Bone Growth and Hormones
- Excess insulin growth hormone (hGH) can lead to gigantism, while a deficiency can cause short stature.
- Hormones involved in bone growth: insulin growth-like factor, human growth hormone, thyroid hormones, and sex hormones.
Soft Tissue Basics
- Atrophy: wasting away of muscles due to disuse or denervation (muscle loses nerve connection).
- Hypertrophy: muscles increase in number and diameter.
- Skeletal muscle starts to convert to connective or adipose tissue starting at 30, leading to:
- Slowing of reflexes
- Reduction of maximum strength
- Decreased flexibility with age
Abnormal Contraction
- Spasm: involuntary contraction of a single muscle
- Cramp: painful, spasmodic contraction due to a lack of potassium and/or water
- Tic: involuntary twitch of muscles, often in the face or eyelid
- Tremor: rhythmic, involuntary, purposeless co-contraction of contracting muscles
- Fasciculation: involuntary twitch of multiple motor units, visible beneath the skin, often seen with ASL (Amyotrophic Lateral Sclerosis)
- Fibrillation: involuntary twitch of a single motor unit, not visible beneath the skin
Abnormal Curves of the Spine
- Kyphosis: anterior to posterior thoracic curvature (“hunchback”)
- Lordosis: extreme exaggeration of the lumbar curvature, often seen in pregnant women
- Scoliosis: S-shaped curve in the thoracic spine
- Rotoscoliosis: torsion couple with curve
Etiology
- Causes of orthopedic conditions:
- Traumatic injuries
- Sports
- Falls (leading cause)
- Rheumatic diseases
- Aging
Orthopedic Conditions
Rickets
- Cause: lacking calcium and vitamin D in childhood
- Symptoms:
- Soft bones
- Deformities of the skull, legs, rib cage, pelvis, and teeth
- Muscle cramps
- Stunted growth (epiphyseal plates close too soon)

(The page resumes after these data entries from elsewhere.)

//! Per-transaction fee assessment.
//!
//! The assessor decides how much value a transaction must be able to
//! cover and collects the system surcharge. It never moves the intrinsic
//! message value: each message handler does that itself later in the
//! pipeline. The only state it touches is the surcharge transfer, so a
//! rejected transaction leaves nothing behind.

use crate::exclusion::ExclusionRegistry;
use crate::schedule::FeeSchedule;
use thiserror::Error;
use tollgate_storage::{KvStore, StorageError};
use tollgate_types::{
    module_accounts, Address, BankError, BankKeeper, CoinError, CoinSet, Event, EventManager,
    Message, Transaction, TxError, ATTR_SYSTEM_FEE, ATTR_TOTAL_FEE, EVENT_FEE_ASSESSED,
};
use tracing::{debug, warn};

#[derive(Debug, Clone, Error, PartialEq, Eq)]
pub enum NameLookupError {
    #[error("name {0:?} is not registered")]
    Unknown(String),
    #[error("name {0:?} is not for sale")]
    NotForSale(String),
}

/// Read-only oracle over the name / credit registry.
pub trait NameRegistry {
    fn owned_name_count(&self, owner: &Address) -> u64;
    /// Remaining address-registration credits; may be negative.
    fn credits(&self, owner: &Address) -> i64;
    /// Credits granted to an account when it acquires its first name.
    fn standard_credit_grant(&self) -> i64;
    fn price_of(&self, name: &str) -> Result<CoinSet, NameLookupError>;
    fn name_registration_fee(&self) -> CoinSet;
    fn name_renewal_fee(&self) -> CoinSet;
    fn address_registration_fee(&self) -> CoinSet;
}

#[derive(Debug, Error)]
pub enum AdmissionError {
    #[error("malformed transaction: {0}")]
    Malformed(#[from] TxError),
    #[error("price lookup failed for {name:?}: {source}")]
    PriceLookup {
        name: String,
        #[source]
        source: NameLookupError,
    },
    #[error("insufficient funds to cover fees: required {required}")]
    InsufficientFunds { required: CoinSet },
    #[error("system fee transfer failed: {0}")]
    FeeTransfer(#[source] BankError),
    #[error("fee arithmetic failed: {0}")]
    Coin(#[from] CoinError),
    #[error("exclusion registry unavailable: {0}")]
    Storage(#[from] StorageError),
}

/// Amounts computed for one transaction.
#[derive(Debug, Clone, Default, PartialEq, Eq)]
pub struct FeeAssessment {
    /// Intrinsic value carried by the messages; moved by their handlers.
    pub tx_fees: CoinSet,
    /// Surcharge collected into the fee collector during admission.
    pub system_fees: CoinSet,
    /// `tx_fees + system_fees`; what the payer must hold.
    pub total: CoinSet,
}

/// Transaction-scoped copy of the payer's registry counters. Adjusted while
/// walking the messages and dropped afterwards.
#[derive(Debug, Clone, Copy)]
struct PayerScratch {
    owned_names: u64,
    credits: i64,
}

impl PayerScratch {
    fn acquire_first_name<N: NameRegistry + ?Sized>(&mut self, names: &N) {
        if self.owned_names == 0 {
            self.owned_names = 1;
            self.credits = names.standard_credit_grant();
        }
    }

    fn release_last_name(&mut self) {
        if self.owned_names == 1 {
            self.owned_names = 0;
            self.credits = 0;
        }
    }
}

pub struct FeeAssessor<'a, S> {
    schedule: &'a FeeSchedule,
    exclusions: &'a ExclusionRegistry<S>,
}

impl<'a, S: KvStore> FeeAssessor<'a, S> {
    pub fn new(schedule: &'a FeeSchedule, exclusions: &'a ExclusionRegistry<S>) -> Self {
        Self {
            schedule,
            exclusions,
        }
    }

    /// Price `tx` without touching balances.
    pub fn compute<N: NameRegistry + ?Sized>(
        &self,
        tx: &Transaction,
        names: &N,
    ) -> Result<FeeAssessment, AdmissionError> {
        tx.validate_basic()?;

        let mut scratch = PayerScratch {
            owned_names: names.owned_name_count(&tx.fee_payer),
            credits: names.credits(&tx.fee_payer),
        };
        let mut tx_fees = CoinSet::new();
        let mut system_fees = CoinSet::new();

        for msg in &tx.messages {
            let msg_fee = message_fee(msg, names, &mut scratch)?;
            tx_fees += &msg_fee;

            if !self.exclusions.is_excluded(msg.type_url())? {
                let surcharge = self.schedule.system_fee(&msg_fee)?;
                system_fees += &surcharge;
            }
        }

        let total = &tx_fees + &system_fees;
        Ok(FeeAssessment {
            tx_fees,
            system_fees,
            total,
        })
    }

    /// Admit `tx`: price it, check the payer can cover the total, and move
    /// the system surcharge to the fee collector.
    pub fn assess<B, N>(
        &self,
        tx: &Transaction,
        bank: &mut B,
        names: &N,
        events: &mut EventManager,
    ) -> Result<FeeAssessment, AdmissionError>
    where
        B: BankKeeper + ?Sized,
        N: NameRegistry + ?Sized,
    {
        let assessment = self.compute(tx, names)?;

        if !bank.has_at_least(&tx.fee_payer, &assessment.total) {
            warn!(
                target: "fees",
                payer = %tx.fee_payer,
                required = %assessment.total,
                "rejecting transaction: insufficient funds for fees"
            );
            return Err(AdmissionError::InsufficientFunds {
                required: assessment.total,
            });
        }

        if !assessment.system_fees.is_empty() {
            bank.send_to_module(
                &tx.fee_payer,
                module_accounts::FEE_COLLECTOR,
                &assessment.system_fees,
            )
            .map_err(AdmissionError::FeeTransfer)?;
        }

        events.emit(
            Event::new(EVENT_FEE_ASSESSED)
                .with_attribute(ATTR_TOTAL_FEE, &assessment.total)
                .with_attribute(ATTR_SYSTEM_FEE, &assessment.system_fees),
        );
        debug!(
            target: "fees",
            payer = %tx.fee_payer,
            total = %assessment.total,
            system = %assessment.system_fees,
            "fees assessed"
        );

        Ok(assessment)
    }
}

fn message_fee<N: NameRegistry + ?Sized>(
    msg: &Message,
    names: &N,
    scratch: &mut PayerScratch,
) -> Result<CoinSet, AdmissionError> {
    let fee = match msg {
        Message::RegisterName { .. } => {
            scratch.acquire_first_name(names);
            names.name_registration_fee()
        }
        Message::RenewName { .. } => names.name_renewal_fee(),
        Message::BuyName { name, .. } => {
            let price = names
                .price_of(name)
                .map_err(|source| AdmissionError::PriceLookup {
                    name: name.clone(),
                    source,
                })?;
            scratch.acquire_first_name(names);
            price
        }
        Message::RegisterAddress { .. } => {
            let fee = if scratch.credits <= 0 {
                names.address_registration_fee()
            } else {
                CoinSet::new()
            };
            scratch.credits = scratch.credits.saturating_sub(1);
            fee
        }
        Message::TransferName { .. } | Message::DeleteName { .. } => {
            scratch.release_last_name();
            CoinSet::new()
        }
        Message::Send { amount, .. } | Message::CreateSellOrder { amount, .. } => amount.clone(),
        Message::MultiSend { inputs, .. } => inputs
            .iter()
            .fold(CoinSet::new(), |acc, input| &acc + &input.coins),
        Message::Other { .. } => CoinSet::new(),
    };
    Ok(fee)
}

- Treatment: calcium-rich diet to correct deformities
Osteomalacia
- Cause: lacking calcium and vitamin D in adulthood
- Symptoms:
- Soft bones
- Prone to fractures
- Bone pain in lower extremities
- Muscle weakness
- Treatment: increased vitamin D in the diet (e.g., from salmon) and increased sun exposure
Paget's Disease
- Cause: unknown, possibly viral, with issues in the recycling process and bone formation
- Symptoms:
- Excessive bone formation and breakdown
- Located in the spine, femur, or skull
- High ratio of spongy to compact bone
- Treatment: calcitonin and bisphosphonates
Osteopenia
- Cause: unknown, possibly genetic, malnourishment, or associated conditions
- Symptoms:
- Reversible weakening of bone
- Treatment:
- Calcium-enriched diet and supplements
- Weight-bearing activities
- Bone density screens
Osteoporosis
- Cause: progressive osteopenia that is irreversible
- Symptoms:
- Initially, none
- Later, pain, kyphosis, height loss, and skeletal dysfunction
- Treatment: none
High-Risk Factors
- Women
- History of falls
- Quadriceps weakness
- Postural instability
Incidence
- 1 in 2 women will have a fracture related to osteoporosis, while 1 in 4 men will have one
- Higher incidence in women due to decreased estrogen during menopause
Heterotopic Ossification
- Cause: unknown, with abnormal bone formation in soft tissues, possibly due to trauma or surgery
- Symptoms:
- Pain
- Warmth at the joint
- Edema
- Redness
- Induration (changes to tissues beneath the surface)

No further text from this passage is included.